Comment Re:Problem (Score 1) 639

In a proprietary project if your boss says "do this" you either do it or find another job.

No, what's much more common in the proprietary world is that you tell your boss "Say, we really need to fix this code before it costs us customers or becomes a security risk" and your boss replies, "Listen, Ace, as soon as you become CFO you can initiate that little project and go explain to our stockholders why we blew $54 million retasking 1,200 of our people to rewrite something we should have coded properly 10 years ago . But until the time you're named CFO, Ace, the Marketing and Accounting Departments dictate the shots. And they're happy with the new-customer-to-lost-customer ratio. Now, go get me coffee."

Real-world examples:

Microsoft's ActiveX (security experts first pointed out how dangerous it was in a networked environment way back in '94; it remains unfixed 15 years later despite an average of one new major ActiveX exploit-in-the-wild per month since then).
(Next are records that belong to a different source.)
//! Typed resources returned by the remote APIs.
//!
//! Bodies are first read into `Wire*` structs where every field is optional,
//! then checked into the public types. A missing field becomes
//! [`ApiError::Malformed`] instead of a panic.

use chrono::NaiveDateTime;
use serde::{Deserialize, de::DeserializeOwned};

use crate::error::ApiError;

#[derive(Debug, Clone, PartialEq)]
pub struct User {
    pub name: String,
    pub email: String,
    pub phone: String,
    pub website: String,
}

#[derive(Debug, Clone, PartialEq)]
pub struct Post {
    pub id: u64,
    pub title: String,
}

#[derive(Debug, Clone, PartialEq)]
pub struct Todo {
    pub id: u64,
    pub title: String,
    pub completed: bool,
}

#[derive(Debug, Clone, PartialEq)]
pub struct Ticker {
    pub name: String,
    pub symbol: String,
    pub price_usd: f64,
    pub percent_change_24h: f64,
}

/// First geocoding match for a free-text place name.
#[derive(Debug, Clone, PartialEq)]
pub struct Coordinates {
    pub latitude: f64,
    pub longitude: f64,
    /// Place name as the geocoder resolved it, when it reports one.
    pub name: Option<String>,
}

/// A user id that has passed the digits-only check.
///
/// Kept as text so ids wider than any integer type still go out as typed,
/// minus leading zeros.
#[derive(Debug, Clone, PartialEq, Eq)]
pub struct UserId(String);

impl UserId {
    /// `None` unless `raw` is a non-empty run of ASCII digits.
    pub fn parse(raw: &str) -> Option<Self> {
        if raw.is_empty() || !raw.bytes().all(|b| b.is_ascii_digit()) {
            return None;
        }
        let trimmed = raw.trim_start_matches('0');
        Some(UserId(if trimmed.is_empty() { "0" } else { trimmed }.to_string()))
    }

    pub fn as_str(&self) -> &str {
        &self.0
    }
}

impl std::fmt::Display for UserId {
    fn fmt(&self, f: &mut std::fmt::Formatter<'_>) -> std::fmt::Result {
        f.write_str(&self.0)
    }
}

#[derive(Debug, Clone, PartialEq)]
pub struct CurrentWeather {
    /// Degrees Celsius.
    pub temperature: f64,
    /// km/h.
    pub windspeed: f64,
    /// Degrees.
    pub winddirection: f64,
    /// Observation time in the location's local time.
    pub time: NaiveDateTime,
}

/// Parse a JSON body into `T`, mapping any serde failure to `Malformed`.
pub(crate) fn parse_body<T: DeserializeOwned>(body: &str) -> Result<T, ApiError> {
    Ok(serde_json::from_str(body)?)
}

fn required<T>(value: Option<T>, field: &str) -> Result<T, ApiError> {
    value.ok_or_else(|| ApiError::missing(field))
}

#[derive(Debug, Deserialize)]
pub(crate) struct WireUser {
    name: Option<String>,
    email: Option<String>,
    phone: Option<String>,
    website: Option<String>,
}

impl TryFrom<WireUser> for User {
    type Error = ApiError;

    fn try_from(w: WireUser) -> Result<Self, Self::Error> {
        Ok(User {
            name: required(w.name, "name")?,
            email: required(w.email, "email")?,
            phone: required(w.phone, "phone")?,
            website: required(w.website, "website")?,
        })
    }
}

#[derive(Debug, Deserialize)]
pub(crate) struct WirePost {
    id: Option<u64>,
    title: Option<String>,
}

impl TryFrom<WirePost> for Post {
    type Error = ApiError;

    fn try_from(w: WirePost) -> Result<Self, Self::Error> {
        Ok(Post { id: required(w.id, "id")?, title: required(w.title, "title")? })
    }
}

#[derive(Debug, Deserialize)]
pub(crate) struct WireTodo {
    id: Option<u64>,
    title: Option<String>,
    completed: Option<bool>,
}

impl TryFrom<WireTodo> for Todo {
    type Error = ApiError;

    fn try_from(w: WireTodo) -> Result<Self, Self::Error> {
        Ok(Todo {
            id: required(w.id, "id")?,
            title: required(w.title, "title")?,
            completed: required(w.completed, "completed")?,
        })
    }
}

#[derive(Debug, Deserialize)]
struct WireUsdQuote {
    price: Option<f64>,
    percent_change_24h: Option<f64>,
}

#[derive(Debug, Deserialize)]
struct WireQuotes {
    #[serde(rename = "USD")]
    usd: Option<WireUsdQuote>,
}

#[derive(Debug, Deserialize)]
pub(crate) struct WireTicker {
    name: Option<String>,
    symbol: Option<String>,
    quotes: Option<WireQuotes>,
}

impl TryFrom<WireTicker> for Ticker {
    type Error = ApiError;

    fn try_from(w: WireTicker) -> Result<Self, Self::Error> {
        let usd = required(w.quotes.and_then(|q| q.usd), "quotes.USD")?;

        Ok(Ticker {
            name: required(w.name, "name")?,
            symbol: required(w.symbol, "symbol")?,
            price_usd: required(usd.price, "quotes.USD.price")?,
            percent_change_24h: required(usd.percent_change_24h, "quotes.USD.percent_change_24h")?,
        })
    }
}

#[derive(Debug, Deserialize)]
struct WireGeoResult {
    name: Option<String>,
    latitude: Option<f64>,
    longitude: Option<f64>,
}

#[derive(Debug, Deserialize)]
pub(crate) struct WireGeocoding {
    results: Option<Vec<WireGeoResult>>,
}

impl WireGeocoding {
    /// `Ok(None)` when the service found no match for the name.
    pub(crate) fn first_match(self) -> Result<Option<Coordinates>, ApiError> {
        let Some(first) = self.results.and_then(|r| r.into_iter().next()) else {
            return Ok(None);
        };

        Ok(Some(Coordinates {
            latitude: required(first.latitude, "results[0].latitude")?,
            longitude: required(first.longitude, "results[0].longitude")?,
            name: first.name,
        }))
    }
}

#[derive(Debug, Deserialize)]
struct WireCurrent {
    temperature: Option<f64>,
    windspeed: Option<f64>,
    winddirection: Option<f64>,
    time: Option<String>,
}

#[derive(Debug, Deserialize)]
pub(crate) struct WireForecast {
    current_weather: Option<WireCurrent>,
}

impl TryFrom<WireForecast> for CurrentWeather {
    type Error = ApiError;

    fn try_from(w: WireForecast) -> Result<Self, Self::Error> {
        let current = required(w.current_weather, "current_weather")?;
        let raw_time = required(current.time, "current_weather.time")?;

        Ok(CurrentWeather {
            temperature: required(current.temperature, "current_weather.temperature")?,
            windspeed: required(current.windspeed, "current_weather.windspeed")?,
            winddirection: required(current.winddirection, "current_weather.winddirection")?,
            time: parse_local_time(&raw_time)?,
        })
    }
}

fn parse_local_time(raw: &str) -> Result<NaiveDateTime, ApiError> {
    NaiveDateTime::parse_from_str(raw, "%Y-%m-%dT%H:%M")
        .or_else(|_| NaiveDateTime::parse_from_str(raw, "%Y-%m-%dT%H:%M:%S"))
        .map_err(|e| ApiError::Malformed(format!("bad timestamp '{raw}': {e}")))
}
IBM's Lotus Notes (which IBM cheerfully refused to do anything about until 2007 despite it creating an entire cottage industry of Websites chronicling its many failures; finally God Himself intervened and threatened Sam Palmisano with enternal damnation unless he did something about it)

Adobe Creative Suite (which, in each subsequent Windows version, becomes less compatible with SMB and spends more and more CPU cycles attempting to find unauthorized copies of itself on your network and fewer cycles focusing on the task you just gave it.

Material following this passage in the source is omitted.